## Material for the task
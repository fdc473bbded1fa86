//! Match detection
//!
//! Rows are scanned left to right, then columns bottom to top. Every maximal
//! run of three or more tiles of one kind is merged into each group it shares a
//! cell with; a run touching two earlier groups joins them, so the groups of a
//! single pass are always disjoint. A horizontal and a vertical run that cross
//! therefore come out as one T/L-shaped group.
//!
//! Color bombs have left their fruit's match class: they never join a run and
//! only fire through a swap.
//!
//! Detection is a pure function of the grid.

use arrayvec::ArrayVec;

use crate::grid::Grid;
use crate::types::{Pos, TokenKind, MAX_BOARD_DIM, MIN_RUN};

/// Cells of one run; a run never exceeds a board edge.
pub type Run = ArrayVec<Pos, { MAX_BOARD_DIM as usize }>;

/// Connected set of matched cells sharing one kind
#[derive(Debug, Clone, PartialEq, Eq)]
pub struct MatchGroup {
    pub kind: TokenKind,
    /// Cells in detection order; the first surviving one is the keeper
    pub cells: Vec<Pos>,
}

impl MatchGroup {
    pub fn len(&self) -> usize {
        self.cells.len()
    }

    pub fn is_empty(&self) -> bool {
        self.cells.is_empty()
    }

    pub fn contains(&self, pos: Pos) -> bool {
        self.cells.contains(&pos)
    }
}

/// Call `f` with every maximal run of `MIN_RUN` or more equal kinds.
///
/// Order: rows bottom-up scanned left to right, then columns left to right
/// scanned bottom to top.
pub fn for_each_run<F>(grid: &Grid, mut f: F)
where
    F: FnMut(TokenKind, &Run),
{
    let (w, h) = (grid.width() as i8, grid.height() as i8);
    let mut run = Run::new();

    for y in 0..h {
        scan_line(grid, (0..w).map(|x| Pos::new(x, y)), &mut run, &mut f);
    }
    for x in 0..w {
        scan_line(grid, (0..h).map(|y| Pos::new(x, y)), &mut run, &mut f);
    }
}

fn scan_line<I, F>(grid: &Grid, line: I, run: &mut Run, f: &mut F)
where
    I: Iterator<Item = Pos>,
    F: FnMut(TokenKind, &Run),
{
    let mut current: Option<TokenKind> = None;
    run.clear();

    for pos in line {
        let kind = match_kind(grid, pos);
        if kind.is_some() && kind == current {
            run.push(pos);
            continue;
        }
        flush(current, run, f);
        run.clear();
        current = kind;
        if kind.is_some() {
            run.push(pos);
        }
    }
    flush(current, run, f);
}

/// Kind a cell matches as; `None` for empty cells and color bombs
#[inline]
pub fn match_kind(grid: &Grid, pos: Pos) -> Option<TokenKind> {
    grid.tile(pos)
        .filter(|tile| !tile.is_color_bomb())
        .map(|tile| tile.kind)
}

#[inline]
fn flush<F>(kind: Option<TokenKind>, run: &Run, f: &mut F)
where
    F: FnMut(TokenKind, &Run),
{
    if let Some(kind) = kind {
        if run.len() >= MIN_RUN {
            f(kind, run);
        }
    }
}

/// Find every match group on the grid.
pub fn find_match_groups(grid: &Grid) -> Vec<MatchGroup> {
    // Group slot owning each cell; merged-away slots become None.
    let mut owner: Vec<Option<usize>> = vec![None; grid.cells().len()];
    let mut slots: Vec<Option<MatchGroup>> = Vec::new();
    let width = grid.width() as usize;
    let cell_index = |p: Pos| p.y as usize * width + p.x as usize;

    for_each_run(grid, |kind, run| {
        let mut touched: ArrayVec<usize, { MAX_BOARD_DIM as usize }> = ArrayVec::new();
        for &pos in run {
            if let Some(slot) = owner[cell_index(pos)] {
                if !touched.contains(&slot) {
                    touched.push(slot);
                }
            }
        }

        let target = match touched.iter().min() {
            Some(&slot) => slot,
            None => {
                slots.push(Some(MatchGroup {
                    kind,
                    cells: Vec::with_capacity(run.len()),
                }));
                slots.len() - 1
            }
        };

        for &slot in touched.iter().filter(|&&s| s != target) {
            if let Some(absorbed) = slots[slot].take() {
                for &pos in &absorbed.cells {
                    owner[cell_index(pos)] = Some(target);
                }
                if let Some(group) = slots[target].as_mut() {
                    group.cells.extend(absorbed.cells);
                }
            }
        }

        if let Some(group) = slots[target].as_mut() {
            for &pos in run {
                let idx = cell_index(pos);
                if owner[idx] != Some(target) {
                    owner[idx] = Some(target);
                    group.cells.push(pos);
                }
            }
        }
    });

    slots.into_iter().flatten().collect()
}

/// True if at least one run of `MIN_RUN` exists.
pub fn has_any_match(grid: &Grid) -> bool {
    let mut found = false;
    for_each_run(grid, |_, _| found = true);
    found
}
//! Fruit cascade (workspace facade crate).
//!
//! Re-exports the crates under `crates/` so drivers, tests and benches can
//! reach everything through `fruit_cascade::{types, core, adapter}`.

pub use fruit_cascade_adapter as adapter;
pub use fruit_cascade_core as core;
pub use fruit_cascade_types as types;
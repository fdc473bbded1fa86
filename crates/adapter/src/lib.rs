//! Remote-control adapter - drive a board over TCP with a JSON line protocol
//!
//! Lets an external agent (a solver, a bot, a test harness) play the board
//! and watch it evolve.
//!
//! # Protocol Overview
//!
//! 1. **Connection**: client connects (default `127.0.0.1:7777`)
//! 2. **Handshake**: client sends `hello`, server answers `welcome`
//! 3. **Controller**: the first client to say hello controls the board; on
//!    disconnect the lowest remaining id is promoted
//! 4. **Observations**: subscribed clients receive board snapshots
//! 5. **Commands**: the controller sends swaps or asks for a hint
//!
//! ## Client → Server
//!
//! - **hello**: client info, protocol version, whether to stream observations
//! - **command**: `mode` = `swap` with cells `a` and `b`, or `hint`
//! - **control**: `claim` or `release` controller status
//!
//! ## Server → Client
//!
//! - **welcome**: assigned role and capabilities
//! - **observation**: cells, specials, score, chain depth, phase, state hash
//! - **ack**: `ok` once applied, `ignored` when the board dropped it
//! - **error**: `handshake_required`, `protocol_mismatch`, `not_controller`,
//!   `controller_active`, `invalid_command`, `backpressure`
//!
//! # Environment Variables
//!
//! - `FRUIT_AI_HOST`: bind address (default `127.0.0.1`)
//! - `FRUIT_AI_PORT`: port (default 7777)
//! - `FRUIT_AI_MAX_PENDING`: command queue capacity (default 10)
//! - `FRUIT_AI_DISABLED`: `1` or `true` disables the adapter
//!
//! # Example Flow
//!
//! ```text
//! C: {"type":"hello","seq":1,"ts":0,"client":{"name":"bot","version":"1"},"protocol_version":"2.0.0","requested":{"stream_observations":true}}
//! S: {"type":"welcome","seq":1,"ts":...,"protocol_version":"2.0.0","client_id":1,"role":"controller",...}
//! S: {"type":"observation","seq":1,"ts":...,"board":{"width":8,"height":8,"cells":[[0,3,...],...]},...}
//! C: {"type":"command","seq":2,"ts":0,"mode":"swap","a":[3,4],"b":[4,4]}
//! S: {"type":"ack","seq":2,"ts":...,"status":"ok"}
//! ```

pub mod protocol;
pub mod runtime;
pub mod server;

pub use fruit_cascade_core as core;

pub use protocol::*;
pub use runtime::{Adapter, ClientCommand, InboundCommand, InboundPayload, OutboundMessage};
pub use server::{build_observation, is_disabled, run_server, state_hash, ConfigError, ServerConfig};
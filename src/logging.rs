//! Console and log file output.
//!
//! Every run logs to stdout and to its own timestamped file in the log
//! directory, `hardstyle_watcher_<YYYY-MM-DD_HH-MM-SS>.log`.

use std::path::{Path, PathBuf};

use chrono::Local;
use colored::{ColoredString, Colorize};
use log::{Level, LevelFilter, Record};
use thiserror::Error;

/// Log target used by the `success!` macro.
pub const SUCCESS_TARGET: &str = "hardstyle_watcher::success";

#[derive(Debug, Error)]
pub enum LoggingError {
    #[error("cannot create log file: {0}")]
    Io(#[from] std::io::Error),

    #[error("logger already installed: {0}")]
    Install(#[from] log::SetLoggerError),
}

/// Installs the global logger and returns the path of this run's log file.
pub fn init(log_dir: &Path, verbose: bool) -> Result<PathBuf, LoggingError> {
    std::fs::create_dir_all(log_dir)?;
    let log_path = log_dir.join(log_file_name(Local::now()));

    let level = if verbose {
        LevelFilter::Debug
    } else {
        LevelFilter::Info
    };

    let console = fern::Dispatch::new()
        .format(|out, message, record| {
            out.finish(format_args!("[{}] {}", bullet(record), message))
        })
        .chain(std::io::stdout());

    let file = fern::Dispatch::new()
        .format(|out, message, record| {
            out.finish(format_args!(
                "{} - {} - {} - {}",
                Local::now().format("%Y-%m-%d %H:%M:%S%.3f"),
                record.target(),
                record.level(),
                message
            ))
        })
        .chain(fern::log_file(&log_path)?);

    fern::Dispatch::new()
        .level(level)
        .level_for("reqwest", LevelFilter::Warn)
        .level_for("hyper", LevelFilter::Warn)
        .level_for("hyper_util", LevelFilter::Warn)
        .level_for("html5ever", LevelFilter::Warn)
        .level_for("selectors", LevelFilter::Warn)
        .chain(console)
        .chain(file)
        .apply()?;

    Ok(log_path)
}

pub fn log_file_name<Tz: chrono::TimeZone>(started_at: chrono::DateTime<Tz>) -> String
where
    Tz::Offset: std::fmt::Display,
{
    format!(
        "hardstyle_watcher_{}.log",
        started_at.format("%Y-%m-%d_%H-%M-%S")
    )
}

fn bullet(record: &Record) -> ColoredString {
    match record.level() {
        Level::Error => "!".red().bold(),
        Level::Warn => "!".yellow().bold(),
        Level::Info if record.target() == SUCCESS_TARGET => "✓".green().bold(),
        Level::Info => "o".blue().bold(),
        Level::Debug | Level::Trace => "·".dimmed(),
    }
}
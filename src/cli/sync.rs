use std::time::Duration;

use chrono::{Local, NaiveDate};
use tabled::Table;

use crate::{
    Res,
    config::Config,
    error::ConfigError,
    info,
    management::TokenManager,
    scraper::{HardstyleDotCom, HttpFetcher, ReleaseHardstyle, SiteAdapter, Source},
    spotify::SpotifyClient,
    success,
    sync::{self, SyncOptions, SyncReport, UnresolvedReason},
    types::Genre,
    utils::{RetryPolicy, window_start},
    warning,
};

/// Delay before every page request, to stay polite towards the sources.
const REQUEST_PACE: Duration = Duration::from_secs(1);

#[derive(Debug, Clone)]
pub struct SyncArgs {
    pub source: Source,
    /// Scrape window in days.
    pub days: u32,
    /// Search results released longer ago than this many days are rejected.
    pub match_days: u32,
    pub genre: Genre,
    pub dry_run: bool,
}

impl SyncArgs {
    /// Sync options for a run on `today`.
    ///
    /// A window of N days keeps releases from the last N - 1 days plus
    /// today, matching a cutoff of `now - N days` against midnight dates.
    pub fn options(&self, today: NaiveDate) -> Result<SyncOptions, ConfigError> {
        let from_date = window_start(today, self.days).ok_or_else(|| ConfigError::Invalid {
            name: "--days",
            reason: format!("{} days before {} is out of range", self.days, today),
        })?;
        let match_from_date =
            window_start(today, self.match_days).ok_or_else(|| ConfigError::Invalid {
                name: "--match-days",
                reason: format!("{} days before {} is out of range", self.match_days, today),
            })?;

        let mut options = SyncOptions::new(from_date, match_from_date);
        options.dry_run = self.dry_run;
        Ok(options)
    }
}

impl Default for SyncArgs {
    fn default() -> Self {
        Self {
            source: Source::ReleaseHardstyle,
            days: 2,
            match_days: 7,
            genre: Genre::Hardstyle,
            dry_run: false,
        }
    }
}

/// Runs one full sync configured from the environment.
pub async fn sync(args: SyncArgs) -> Res<SyncReport> {
    let config = Config::from_env()?;
    sync_with_config(&config, args).await
}

pub async fn sync_with_config(config: &Config, args: SyncArgs) -> Res<SyncReport> {
    let mut options = args.options(Local::now().date_naive())?;
    options.market = config.market.clone();

    let tokens = TokenManager::load(config).await?;
    let spotify = SpotifyClient::from_config(config, tokens);

    let fetcher = HttpFetcher::new(RetryPolicy::default(), REQUEST_PACE)?;
    let adapter: Box<dyn SiteAdapter> = match args.source {
        Source::ReleaseHardstyle => Box::new(ReleaseHardstyle::new(fetcher)),
        Source::HardstyleCom => Box::new(HardstyleDotCom::new(fetcher).with_genre(args.genre)),
    };

    info!(
        "Syncing {} releases since {} into playlist {}",
        adapter.name(),
        options.from_date,
        config.playlist_id
    );

    let report = sync::run(adapter.as_ref(), &spotify, &options).await?;
    print_summary(&report);

    Ok(report)
}

fn print_summary(report: &SyncReport) {
    if !report.plan.is_empty() {
        println!("{}", Table::new(report.plan.table_rows()));
    }

    for unresolved in &report.unresolved {
        match &unresolved.reason {
            UnresolvedReason::NoMatch => warning!("Not found: {}", unresolved.track),
            UnresolvedReason::Stale {
                identifier,
                release_date,
            } => warning!(
                "Stale match: {} ({} from {})",
                unresolved.track,
                identifier,
                release_date
            ),
            UnresolvedReason::Failed(reason) => {
                warning!("Failed: {} ({})", unresolved.track, reason)
            }
        }
    }

    let summary = format!(
        "{} scraped, {} resolved, {} unresolved; {} removed, {} added",
        report.scraped,
        report.resolved,
        report.unresolved.len(),
        report.plan.to_remove.len(),
        report.plan.to_add.len()
    );
    if report.applied {
        success!("Playlist synchronized: {}", summary);
    } else {
        info!("Planned changes: {}", summary);
    }
}
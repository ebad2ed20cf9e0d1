use thiserror::Error;

/// A page could not be fetched, even after the retry policy gave up.
#[derive(Debug, Error)]
#[error("failed to fetch {url}: {source}")]
pub struct FetchError {
    pub url: String,
    #[source]
    pub source: Box<dyn std::error::Error + Send + Sync>,
}

#[derive(Debug, Error)]
pub enum ScrapeError {
    #[error(transparent)]
    Fetch(#[from] FetchError),

    #[error("missing {field} in {context}")]
    MissingField {
        field: &'static str,
        context: String,
    },

    #[error("invalid release date {value:?} (expected {format}): {source}")]
    InvalidDate {
        value: String,
        format: &'static str,
        #[source]
        source: chrono::ParseError,
    },

    #[error("invalid selector {0}")]
    Selector(String),
}

#[derive(Debug, Error)]
pub enum ServiceError {
    #[error("access token rejected by the playlist service")]
    Unauthorized,

    #[error("playlist service answered {status}: {body}")]
    Status { status: u16, body: String },

    #[error("request to playlist service failed: {0}")]
    Http(#[from] reqwest::Error),

    #[error("unexpected playlist service response: {0}")]
    Decode(String),

    #[error("credentials unavailable: {0}")]
    Credentials(String),
}

#[derive(Debug, Error)]
pub enum ResolveError {
    #[error("search still unauthorized after refreshing credentials")]
    Unauthorized,

    #[error("credential refresh failed: {0}")]
    Refresh(#[source] ServiceError),

    #[error(transparent)]
    Service(#[from] ServiceError),
}

#[derive(Debug, Error)]
pub enum ReconcileError {
    #[error("removing stale tracks failed: {0}")]
    Remove(#[source] ServiceError),

    #[error("adding new tracks failed: {0}")]
    Add(#[source] ServiceError),
}

#[derive(Debug, Error)]
pub enum SyncError {
    #[error("reading the playlist failed: {0}")]
    Playlist(#[source] ServiceError),

    #[error("fetching tracks from {source_name} failed: {error}")]
    Scrape {
        source_name: &'static str,
        #[source]
        error: ScrapeError,
    },

    #[error(transparent)]
    Reconcile(#[from] ReconcileError),
}

#[derive(Debug, Error)]
pub enum ConfigError {
    #[error("{0} must be set")]
    Missing(&'static str),

    #[error("invalid value for {name}: {reason}")]
    Invalid { name: &'static str, reason: String },
}
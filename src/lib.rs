//! Hardstyle Watcher Library
//!
//! This library scrapes hardstyle and hardcore release listing sites, resolves the
//! discovered tracks to Spotify track identifiers and reconciles a target playlist
//! so that it contains exactly the freshly discovered set.
//!
//! # Modules
//!
//! - `cli` - Wiring of one end-to-end run for the binary
//! - `config` - Configuration management and environment variables
//! - `error` - Error types for every failure class of a run
//! - `logging` - Console and log file output
//! - `management` - Shared credential state with refresh and caching
//! - `scraper` - Site adapters for the supported release listings
//! - `service` - The playlist service port used by the sync core
//! - `spotify` - Spotify Web API implementation of the playlist service
//! - `sync` - Resolution, reconciliation and the run orchestrator
//! - `types` - Data structures and type definitions
//! - `utils` - Retry policy, title composition and date helpers
//!
//! # Example
//!
//! ```
//! use hardstyle_watcher::{cli, config};
//!
//! #[tokio::main]
//! async fn main() -> hardstyle_watcher::Res<()> {
//!     config::load_env().await?;
//!     cli::sync(cli::SyncArgs::default()).await?;
//!     Ok(())
//! }
//! ```

pub mod cli;
pub mod config;
pub mod error;
pub mod logging;
pub mod management;
pub mod scraper;
pub mod service;
pub mod spotify;
pub mod sync;
pub mod types;
pub mod utils;

/// A convenient Result type alias for operations that may fail.
///
/// Used at the binary boundary where the concrete error no longer matters,
/// only its message. Library modules return their own error enums from
/// [`error`].
pub type Res<T> = std::result::Result<T, Box<dyn std::error::Error + Send + Sync>>;

/// Logs an informational message.
///
/// Rendered on the console with a blue bullet point and written to the
/// run's log file.
///
/// # Example
///
/// ```
/// info!("Fetching tracks, page {}", page);
/// ```
#[macro_export]
macro_rules! info {
  ($($arg:tt)*) => ({
    ::log::info!($($arg)*);
  })
}

/// Logs a success message.
///
/// Uses the [`logging::SUCCESS_TARGET`] target so the console renders it
/// with a green checkmark.
///
/// # Example
///
/// ```
/// success!("Playlist synchronized");
/// ```
#[macro_export]
macro_rules! success {
  ($($arg:tt)*) => ({
    ::log::info!(target: $crate::logging::SUCCESS_TARGET, $($arg)*);
  })
}

/// Logs a warning message.
///
/// Used for recoverable issues, such as a track that could not be resolved,
/// that must not abort the run.
///
/// # Example
///
/// ```
/// warning!("Track not found: {}", track);
/// ```
#[macro_export]
macro_rules! warning {
  ($($arg:tt)*) => ({
    ::log::warn!($($arg)*);
  })
}
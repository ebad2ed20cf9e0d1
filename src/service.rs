use std::collections::HashSet;

use async_trait::async_trait;

use crate::{
    error::ServiceError,
    types::{PlaylistItem, SearchCandidate, TrackQuery},
};

/// Port wrapping the playlist service capabilities the sync core relies on.
///
/// [`crate::spotify::SpotifyClient`] is the production implementation.
#[async_trait]
pub trait PlaylistService: Send + Sync {
    /// Current contents of the target playlist.
    async fn get_playlist(&self) -> Result<HashSet<PlaylistItem>, ServiceError>;

    /// Candidates for `query`, best match first.
    ///
    /// Fails with [`ServiceError::Unauthorized`] when the access token expired.
    async fn search_track(
        &self,
        query: &TrackQuery,
        market: &str,
        limit: u32,
    ) -> Result<Vec<SearchCandidate>, ServiceError>;

    async fn add_items(&self, items: &HashSet<PlaylistItem>) -> Result<(), ServiceError>;

    async fn remove_items(&self, items: &HashSet<PlaylistItem>) -> Result<(), ServiceError>;

    /// Exchanges the refresh token for a new access token.
    async fn refresh_credentials(&self) -> Result<(), ServiceError>;
}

## What to work on
Please print verbatim each line from the first line of the entries above to the line that contains "it shares a", inclusive, and nothing more.

## Your solution
repository fdc473bbded1fa86
//! Match detection
//!
//! Rows are scanned left to right, then columns bottom to top. Every maximal
//! run of three or more tiles of one kind is merged into each group it shares a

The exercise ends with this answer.